La semana pasada la noticia corrió velozmente, de boca a oreja, como suelen hacerlo las noticias que se transmiten casi en tiempo real por la milenaria “radio bemba”. Un nutrido grupo de indígenas de la etnia guarao habitantes de la comunidad de San Salvador, específicamente miembros de la pequeña comunidad de Janokosebe, posesos por la indescriptible violencia que engendra el hambre, se apersonaron en un centro de acopio de Mercal donde probablemente había una considerable cantidad de alimentos de los conocidos como bolsas CLAP.
La desesperación de los hambrientos habitantes de la llamada Tierra del Agua debió llevarlos a intentar entrar por la fuerza a las instalaciones del centro de acopio de los alimentos, cuando la turba se topó con los miembros de la fuerza pública policial. El “enfrentamiento”, que dice la versión oficial que hubo (no hay otra versión), dejó un lamentable saldo de un fallecido y cinco heridos de gravedad y consideración, si hemos de darle crédito a las primeras informaciones suministradas por reporteros populares que hacen periodismo comunitario en el Delta.
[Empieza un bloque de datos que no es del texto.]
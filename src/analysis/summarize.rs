use std::collections::HashMap;

use super::text::{
    IMPORTANCE_KEYWORDS, char_len, clip_at_word_boundary, is_content_word, lowercase_words,
};
use super::{AnalysisConfig, Section, SectionSummary};

const FREQUENCY_WEIGHT: f64 = 0.4;
const POSITION_WEIGHT: f64 = 0.2;
const LENGTH_WEIGHT: f64 = 0.1;
const KEYWORD_WEIGHT: f64 = 0.3;
const SHORT_CONTENT_SENTENCES: usize = 3;

/// Extractive summarizer. Stateless across sections.
#[derive(Debug, Clone)]
pub struct Summarizer {
    max_summary_length: usize,
    min_sentence_length: usize,
}

impl Summarizer {
    pub fn new(config: &AnalysisConfig) -> Self {
        Self {
            max_summary_length: config.max_summary_length,
            min_sentence_length: config.min_sentence_length,
        }
    }

    pub fn summarize_section(&self, section: &Section) -> SectionSummary {
        let content = section.content.as_str();
        let summary = self.summarize_text(content);
        let original_length = char_len(content);
        let summary_length = char_len(&summary);

        SectionSummary {
            document_name: section.document_name.clone(),
            page_number: section.page_number,
            section_title: section.section_title.clone(),
            refined_extracted_text: summary,
            original_length,
            summary_length,
            compression_ratio: if original_length == 0 {
                0.0
            } else {
                summary_length as f64 / original_length as f64
            },
        }
    }

    pub fn summarize_text(&self, text: &str) -> String {
        let sentences = self.split_sentences(text);
        if sentences.len() <= SHORT_CONTENT_SENTENCES {
            return text.to_string();
        }

        let frequencies = word_frequencies(text);
        let scores = sentences
            .iter()
            .enumerate()
            .map(|(position, sentence)| {
                score_sentence(sentence, position, sentences.len(), &frequencies)
            })
            .collect::<Vec<f64>>();

        let summary = select_sentences(&scores)
            .into_iter()
            .map(|index| sentences[index].as_str())
            .collect::<Vec<&str>>()
            .join(" ");

        clip_at_word_boundary(&summary, self.max_summary_length)
    }

    /// Sentences of at least the minimum length, each ending in a period.
    fn split_sentences(&self, text: &str) -> Vec<String> {
        text.split(['.', '!', '?'])
            .map(str::trim)
            .filter(|sentence| char_len(sentence) >= self.min_sentence_length)
            .map(|sentence| {
                if sentence.ends_with(['.', '!', '?']) {
                    sentence.to_string()
                } else {
                    format!("{sentence}.")
                }
            })
            .collect()
    }
}

/// Relative frequency of each content word over the whole text.
fn word_frequencies(text: &str) -> HashMap<String, f64> {
    let words = lowercase_words(text)
        .into_iter()
        .filter(|word| is_content_word(word))
        .collect::<Vec<String>>();
    let total = words.len() as f64;

    let mut counts = HashMap::<String, usize>::new();
    for word in words {
        *counts.entry(word).or_insert(0) += 1;
    }

    counts
        .into_iter()
        .map(|(word, count)| (word, count as f64 / total))
        .collect()
}

fn score_sentence(
    sentence: &str,
    position: usize,
    total: usize,
    frequencies: &HashMap<String, f64>,
) -> f64 {
    let words = lowercase_words(sentence);

    let frequency = if words.is_empty() {
        0.0
    } else {
        words
            .iter()
            .map(|word| frequencies.get(word).copied().unwrap_or(0.0))
            .sum::<f64>()
            / words.len() as f64
    };

    FREQUENCY_WEIGHT * frequency
        + POSITION_WEIGHT * position_score(position, total)
        + LENGTH_WEIGHT * length_score(words.len())
        + KEYWORD_WEIGHT * keyword_density(&words)
}

fn position_score(position: usize, total: usize) -> f64 {
    if total <= 1 {
        return 1.0;
    }

    if position == 0 || position == total - 1 {
        1.0
    } else if position == 1 || position == total - 2 {
        0.8
    } else {
        0.5
    }
}

fn length_score(word_count: usize) -> f64 {
    match word_count {
        10..=30 => 1.0,
        5..=50 => 0.7,
        _ => 0.3,
    }
}

fn keyword_density(words: &[String]) -> f64 {
    if words.is_empty() {
        return 0.0;
    }

    let hits = words
        .iter()
        .filter(|word| IMPORTANCE_KEYWORDS.contains(word.as_str()))
        .count();
    (hits as f64 / words.len() as f64 * 10.0).min(1.0)
}

/// Indices of the `max(3, n / 3)` best sentences, in original order. Equal
/// scores favour the earlier sentence.
fn select_sentences(scores: &[f64]) -> Vec<usize> {
    let target = SHORT_CONTENT_SENTENCES.max(scores.len() / 3);
    let mut order = (0..scores.len()).collect::<Vec<usize>>();
    order.sort_by(|left, right| scores[*right].total_cmp(&scores[*left]));
    order.truncate(target);
    order.sort_unstable();
    order
}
Horas más tarde de haberse registrado la arremetida de la fuerza pública contra la violencia famélica de los sempiternos pacíficos “señores de la curiara y de las aguas orinoquenses”, se conoció del traslado de varios heridos al vecino estado Bolívar para atenderlos en mejores condiciones médico-sanitarias, porque, a decir verdad, en estricto rigor veritativo, la salud pública en el Delta es un auténtico pandemónium. Aún resuena en la memoria de la sociedad deltana la bestial represión de la fue objeto la ciudadanía hambrienta que se volcó a las calles de Tucupita a protagonizar lo que se denominó –vox populi– “el tucupitazo por hambre”.
Es que uno de los rasgos más distintivos, groseramente sobresaliente, de la sociedad deltana en estas dos casi décadas de revolución socialista es la distribución inequitativa de la asignación que, por concepto de situado constitucional, le asigna el gobierno central (¿es necesario decir centralista?) a la gobernación deltana.
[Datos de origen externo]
use super::*;

pub fn run(args: AnalyzeArgs) -> Result<()> {
    if !args.has_input() {
        bail!("no input documents; pass --pdf, --input-dir or --pages-json");
    }

    let started = Instant::now();
    let run_id = format!("run-{}", utc_compact_string(Utc::now()));
    let query = Query::new(&args.persona, &args.job)?;
    let config = args.analysis_config();

    info!(
        run_id = %run_id,
        extractor = args.extractor.as_str(),
        "starting persona analysis"
    );

    let inputs = load_inputs(&args)?;
    let segmenter = Segmenter::new(config.min_section_length)?;
    let output = run_pipeline(&inputs.documents, &query, &segmenter, &config)
        .with_context(|| format!("analysis run {run_id} failed"))?;

    let report = build_report(
        run_id,
        &query,
        inputs,
        output,
        started.elapsed().as_secs_f64(),
    );
    info!(
        sections = report.extracted_sections.len(),
        summaries = report.subsection_analysis.len(),
        duration_s = report.metadata.processing_time,
        "analysis completed"
    );

    if let Some(path) = &args.output {
        write_json_pretty(path, &report)?;
        info!(path = %path.display(), "wrote analysis report");
    }

    if args.json {
        write_json_response(&report)
    } else {
        write_text_response(&report)
    }
}

pub(super) fn build_report(
    run_id: String,
    query: &Query,
    inputs: LoadedInputs,
    output: PipelineOutput,
    processing_time: f64,
) -> AnalysisReport {
    let metadata = RunMetadata {
        run_id,
        input_documents: inputs
            .documents
            .iter()
            .map(|document| document.name.clone())
            .collect(),
        persona: query.persona.clone(),
        job_to_be_done: query.task.clone(),
        processing_timestamp: utc_rfc3339_string(Utc::now()),
        processing_time,
        total_sections_extracted: output.sections_extracted,
        total_documents_processed: output.documents_processed,
        relevance_threshold: output.threshold,
        sources: inputs.sources,
    };

    AnalysisReport {
        metadata,
        extracted_sections: output
            .ranked
            .into_iter()
            .map(ExtractedSection::from)
            .collect(),
        subsection_analysis: output.summaries,
    }
}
Es escandalosamente obsceno constatar la tragedia humanitaria en que la revolución bolivariana ha subsumido a nuestra milenaria nación aborigen guarao. Comunidades y familias enteras desperdigadas por todo el territorio nacional sometidas al vergonzante acto de mendicidad; hermanos indígenas guaraos que vagan en contra de su voluntad como si fueran una diáspora judía en su propio territorio. El hambre secular compulsiva es un flagelo social que diezma cada día con pasmosa estupefacción la densidad demográfica de la etnia guarao. Un eventual levantamiento censal de población indígena guarao arrojaría, sin un ápice de dudas, espantosos resultados muy cercanos a un cierto neomaltusianismo de izquierda inducido por el estatalismo bolivariano de raigambre madurista.
La masacre de Janokosebe, en el Delta Amacuro, revela en toda su dimensión trágica el terrible desamparo oficial a que se encuentra sometida la población aborigen guarao desde el oscuro fondo de los siglos hasta este aciago presente bolivariano social-destructivo.